** Opening INFORMATION block **
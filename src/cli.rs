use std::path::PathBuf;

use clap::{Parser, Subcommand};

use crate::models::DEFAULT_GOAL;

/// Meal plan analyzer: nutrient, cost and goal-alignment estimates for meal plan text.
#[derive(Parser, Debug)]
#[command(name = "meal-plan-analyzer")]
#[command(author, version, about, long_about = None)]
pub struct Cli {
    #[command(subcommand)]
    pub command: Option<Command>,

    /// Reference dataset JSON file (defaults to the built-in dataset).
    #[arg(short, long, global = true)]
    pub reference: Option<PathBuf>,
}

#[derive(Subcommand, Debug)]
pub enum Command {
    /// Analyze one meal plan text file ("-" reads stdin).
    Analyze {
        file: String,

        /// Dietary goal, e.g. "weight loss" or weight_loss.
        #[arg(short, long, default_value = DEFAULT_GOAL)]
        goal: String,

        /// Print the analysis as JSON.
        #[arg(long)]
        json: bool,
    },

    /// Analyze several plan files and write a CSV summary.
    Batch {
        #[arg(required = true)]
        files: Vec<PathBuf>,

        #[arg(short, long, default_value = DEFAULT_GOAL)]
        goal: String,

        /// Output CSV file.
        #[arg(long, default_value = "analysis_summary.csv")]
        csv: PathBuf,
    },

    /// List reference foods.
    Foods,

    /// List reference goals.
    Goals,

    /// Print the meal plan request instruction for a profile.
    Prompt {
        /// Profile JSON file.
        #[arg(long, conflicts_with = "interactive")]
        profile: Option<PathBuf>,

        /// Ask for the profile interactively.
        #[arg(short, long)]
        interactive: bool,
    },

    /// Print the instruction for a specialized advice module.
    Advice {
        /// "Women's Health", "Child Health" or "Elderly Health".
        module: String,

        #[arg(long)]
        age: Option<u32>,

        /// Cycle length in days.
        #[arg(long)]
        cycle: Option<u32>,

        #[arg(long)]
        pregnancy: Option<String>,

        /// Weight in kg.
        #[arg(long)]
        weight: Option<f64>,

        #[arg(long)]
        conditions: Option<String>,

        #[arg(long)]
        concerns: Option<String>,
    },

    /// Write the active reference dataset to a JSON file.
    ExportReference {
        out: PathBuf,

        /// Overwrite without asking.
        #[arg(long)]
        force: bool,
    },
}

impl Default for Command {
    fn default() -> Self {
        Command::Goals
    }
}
** Closing INFORMATION block **
**WHAT YOU NEED TO DO**
Write the opening line of the data above and every line after it, exactly, stopping once you have written the line with "#[derive(Subcommand, Debug)]".

**ANSWER TO THE EXERCISE**
filename src/cli.rs
use std::path::PathBuf;

use clap::{Parser, Subcommand};

use crate::models::DEFAULT_GOAL;

/// Meal plan analyzer: nutrient, cost and goal-alignment estimates for meal plan text.
#[derive(Parser, Debug)]
#[command(name = "meal-plan-analyzer")]
#[command(author, version, about, long_about = None)]
pub struct Cli {
    #[command(subcommand)]
    pub command: Option<Command>,

    /// Reference dataset JSON file (defaults to the built-in dataset).
    #[arg(short, long, global = true)]
    pub reference: Option<PathBuf>,
}

#[derive(Subcommand, Debug)]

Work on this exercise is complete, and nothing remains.